- **Your objective**
Look through the records below and collect all lines that hold the string "Sets".

- **Exercise data**
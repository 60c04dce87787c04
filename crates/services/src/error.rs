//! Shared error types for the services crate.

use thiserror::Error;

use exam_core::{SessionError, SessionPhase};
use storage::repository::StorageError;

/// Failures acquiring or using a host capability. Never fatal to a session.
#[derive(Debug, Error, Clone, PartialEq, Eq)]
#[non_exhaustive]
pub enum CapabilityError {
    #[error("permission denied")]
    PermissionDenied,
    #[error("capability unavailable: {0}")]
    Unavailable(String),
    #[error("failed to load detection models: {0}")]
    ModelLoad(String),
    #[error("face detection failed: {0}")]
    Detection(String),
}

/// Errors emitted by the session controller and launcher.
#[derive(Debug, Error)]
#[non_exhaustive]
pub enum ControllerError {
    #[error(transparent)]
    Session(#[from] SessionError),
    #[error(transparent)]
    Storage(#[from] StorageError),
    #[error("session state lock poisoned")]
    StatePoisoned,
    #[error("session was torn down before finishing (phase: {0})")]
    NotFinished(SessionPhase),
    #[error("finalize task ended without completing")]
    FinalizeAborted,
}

---

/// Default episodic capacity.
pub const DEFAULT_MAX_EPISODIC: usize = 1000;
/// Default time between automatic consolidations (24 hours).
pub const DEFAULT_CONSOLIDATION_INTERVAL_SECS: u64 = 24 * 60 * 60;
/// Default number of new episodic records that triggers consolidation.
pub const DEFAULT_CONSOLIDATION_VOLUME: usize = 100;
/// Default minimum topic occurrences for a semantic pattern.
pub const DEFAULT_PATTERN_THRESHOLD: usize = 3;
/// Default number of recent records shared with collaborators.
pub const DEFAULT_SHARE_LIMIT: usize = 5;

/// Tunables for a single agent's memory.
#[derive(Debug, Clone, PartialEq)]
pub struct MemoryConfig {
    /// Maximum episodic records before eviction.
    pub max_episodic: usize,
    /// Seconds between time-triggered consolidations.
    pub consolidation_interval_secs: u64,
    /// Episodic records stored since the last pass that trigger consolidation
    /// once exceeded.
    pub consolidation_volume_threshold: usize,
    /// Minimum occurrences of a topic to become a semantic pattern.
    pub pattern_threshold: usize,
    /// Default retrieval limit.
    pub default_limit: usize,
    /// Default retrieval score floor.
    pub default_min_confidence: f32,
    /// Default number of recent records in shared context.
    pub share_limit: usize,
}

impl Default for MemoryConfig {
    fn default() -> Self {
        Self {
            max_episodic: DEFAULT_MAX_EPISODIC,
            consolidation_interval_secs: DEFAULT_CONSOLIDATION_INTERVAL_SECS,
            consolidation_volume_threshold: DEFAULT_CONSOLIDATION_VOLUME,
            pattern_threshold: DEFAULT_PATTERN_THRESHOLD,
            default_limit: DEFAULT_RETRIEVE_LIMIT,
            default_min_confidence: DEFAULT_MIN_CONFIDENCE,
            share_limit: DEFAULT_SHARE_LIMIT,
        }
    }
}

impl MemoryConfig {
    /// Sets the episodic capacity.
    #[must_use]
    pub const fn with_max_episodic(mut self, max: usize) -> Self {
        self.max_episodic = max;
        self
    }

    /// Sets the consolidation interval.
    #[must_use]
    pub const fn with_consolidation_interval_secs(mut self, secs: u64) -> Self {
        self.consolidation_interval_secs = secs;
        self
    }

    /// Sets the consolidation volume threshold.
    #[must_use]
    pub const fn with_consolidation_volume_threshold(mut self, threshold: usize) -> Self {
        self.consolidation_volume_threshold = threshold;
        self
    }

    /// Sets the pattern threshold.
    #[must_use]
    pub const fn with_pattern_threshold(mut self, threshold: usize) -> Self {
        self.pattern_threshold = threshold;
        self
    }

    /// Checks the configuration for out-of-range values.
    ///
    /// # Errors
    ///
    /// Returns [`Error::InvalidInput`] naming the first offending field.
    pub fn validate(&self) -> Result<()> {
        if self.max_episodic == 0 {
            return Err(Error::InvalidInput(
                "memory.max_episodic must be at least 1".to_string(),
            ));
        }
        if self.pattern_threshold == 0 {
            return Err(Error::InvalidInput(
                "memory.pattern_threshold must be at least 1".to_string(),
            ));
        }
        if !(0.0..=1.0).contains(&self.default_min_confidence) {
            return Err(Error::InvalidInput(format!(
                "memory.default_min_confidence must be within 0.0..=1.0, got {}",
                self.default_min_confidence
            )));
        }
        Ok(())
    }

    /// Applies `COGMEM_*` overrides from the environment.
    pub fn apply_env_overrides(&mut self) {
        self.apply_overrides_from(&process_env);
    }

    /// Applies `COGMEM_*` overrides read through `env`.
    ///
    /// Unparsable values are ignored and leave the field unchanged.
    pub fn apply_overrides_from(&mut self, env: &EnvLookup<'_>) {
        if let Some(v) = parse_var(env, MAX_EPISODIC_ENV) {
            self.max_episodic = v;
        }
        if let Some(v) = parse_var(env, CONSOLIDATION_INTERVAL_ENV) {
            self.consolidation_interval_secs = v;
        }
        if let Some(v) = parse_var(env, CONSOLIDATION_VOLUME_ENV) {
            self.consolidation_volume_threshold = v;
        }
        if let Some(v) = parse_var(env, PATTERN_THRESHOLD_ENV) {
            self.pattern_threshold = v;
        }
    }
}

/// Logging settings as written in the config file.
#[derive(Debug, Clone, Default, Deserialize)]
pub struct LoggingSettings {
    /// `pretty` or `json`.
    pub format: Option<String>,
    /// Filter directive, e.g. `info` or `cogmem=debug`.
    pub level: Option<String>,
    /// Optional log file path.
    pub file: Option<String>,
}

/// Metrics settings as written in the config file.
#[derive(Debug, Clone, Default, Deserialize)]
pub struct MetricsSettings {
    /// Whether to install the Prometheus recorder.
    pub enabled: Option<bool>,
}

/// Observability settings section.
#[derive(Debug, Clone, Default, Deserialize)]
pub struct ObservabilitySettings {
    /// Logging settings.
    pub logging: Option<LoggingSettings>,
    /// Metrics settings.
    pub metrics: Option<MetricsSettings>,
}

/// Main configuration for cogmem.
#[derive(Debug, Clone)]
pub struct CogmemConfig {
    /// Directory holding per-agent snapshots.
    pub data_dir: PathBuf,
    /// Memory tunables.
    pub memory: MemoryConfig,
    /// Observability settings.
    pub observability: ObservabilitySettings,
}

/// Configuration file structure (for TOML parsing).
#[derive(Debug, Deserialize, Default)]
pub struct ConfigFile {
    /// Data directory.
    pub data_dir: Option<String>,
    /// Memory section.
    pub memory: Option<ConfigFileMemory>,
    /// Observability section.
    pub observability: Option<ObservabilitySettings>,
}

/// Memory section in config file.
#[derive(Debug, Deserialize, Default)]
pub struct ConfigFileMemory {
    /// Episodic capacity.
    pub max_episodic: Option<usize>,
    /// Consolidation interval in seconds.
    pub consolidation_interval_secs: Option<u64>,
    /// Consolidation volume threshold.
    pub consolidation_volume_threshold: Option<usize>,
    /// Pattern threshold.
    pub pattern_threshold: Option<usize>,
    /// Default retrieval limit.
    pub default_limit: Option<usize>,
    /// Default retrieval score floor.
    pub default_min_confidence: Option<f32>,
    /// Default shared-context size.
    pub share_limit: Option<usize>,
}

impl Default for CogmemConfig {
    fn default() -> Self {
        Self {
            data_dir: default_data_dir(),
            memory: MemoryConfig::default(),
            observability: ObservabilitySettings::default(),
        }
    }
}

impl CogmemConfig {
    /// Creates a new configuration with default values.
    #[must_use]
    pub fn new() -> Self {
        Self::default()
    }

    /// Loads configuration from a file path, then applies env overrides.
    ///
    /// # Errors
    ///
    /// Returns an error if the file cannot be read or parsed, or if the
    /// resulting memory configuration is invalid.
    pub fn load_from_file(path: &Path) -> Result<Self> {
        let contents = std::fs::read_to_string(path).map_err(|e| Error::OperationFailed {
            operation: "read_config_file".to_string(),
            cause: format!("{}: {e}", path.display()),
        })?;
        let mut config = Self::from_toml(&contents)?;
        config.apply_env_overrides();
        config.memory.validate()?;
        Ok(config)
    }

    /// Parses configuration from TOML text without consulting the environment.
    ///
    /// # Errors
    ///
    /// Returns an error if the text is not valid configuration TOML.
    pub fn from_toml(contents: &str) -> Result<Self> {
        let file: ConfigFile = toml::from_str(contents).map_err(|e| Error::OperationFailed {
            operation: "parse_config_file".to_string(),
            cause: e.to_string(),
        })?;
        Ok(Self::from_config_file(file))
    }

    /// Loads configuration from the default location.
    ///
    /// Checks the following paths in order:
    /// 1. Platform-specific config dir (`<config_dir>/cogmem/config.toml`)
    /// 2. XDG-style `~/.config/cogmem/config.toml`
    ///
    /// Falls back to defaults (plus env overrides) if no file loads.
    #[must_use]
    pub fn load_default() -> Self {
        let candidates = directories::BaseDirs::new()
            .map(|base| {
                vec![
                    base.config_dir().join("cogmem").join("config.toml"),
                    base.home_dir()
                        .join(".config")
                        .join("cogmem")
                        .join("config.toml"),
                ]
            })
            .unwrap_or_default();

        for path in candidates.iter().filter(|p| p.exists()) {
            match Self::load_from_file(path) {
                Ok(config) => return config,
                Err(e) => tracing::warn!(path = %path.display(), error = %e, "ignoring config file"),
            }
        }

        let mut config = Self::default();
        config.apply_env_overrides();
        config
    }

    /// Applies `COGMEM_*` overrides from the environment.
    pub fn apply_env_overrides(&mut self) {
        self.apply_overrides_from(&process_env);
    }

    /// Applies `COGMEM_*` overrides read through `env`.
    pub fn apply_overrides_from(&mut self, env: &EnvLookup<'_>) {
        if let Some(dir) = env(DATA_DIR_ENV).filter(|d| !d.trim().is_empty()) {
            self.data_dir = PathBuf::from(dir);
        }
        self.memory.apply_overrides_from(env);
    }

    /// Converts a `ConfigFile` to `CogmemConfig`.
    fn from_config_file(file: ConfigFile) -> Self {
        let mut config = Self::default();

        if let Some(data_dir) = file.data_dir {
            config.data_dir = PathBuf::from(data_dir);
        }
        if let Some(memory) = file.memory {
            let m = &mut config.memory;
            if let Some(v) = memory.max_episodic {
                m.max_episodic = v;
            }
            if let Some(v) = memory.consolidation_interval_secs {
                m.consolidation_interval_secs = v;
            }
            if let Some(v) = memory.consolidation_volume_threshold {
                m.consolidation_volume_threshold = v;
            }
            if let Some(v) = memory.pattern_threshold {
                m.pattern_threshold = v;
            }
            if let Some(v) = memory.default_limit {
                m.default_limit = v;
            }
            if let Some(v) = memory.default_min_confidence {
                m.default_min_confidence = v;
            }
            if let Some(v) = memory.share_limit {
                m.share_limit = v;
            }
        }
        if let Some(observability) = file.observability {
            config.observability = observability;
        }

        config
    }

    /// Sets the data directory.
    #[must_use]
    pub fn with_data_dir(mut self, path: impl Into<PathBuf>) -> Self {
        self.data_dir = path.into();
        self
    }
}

- **Task result**
    /// Sets the episodic capacity.
    /// Sets the consolidation interval.
    /// Sets the consolidation volume threshold.
    /// Sets the pattern threshold.
    /// Sets the data directory.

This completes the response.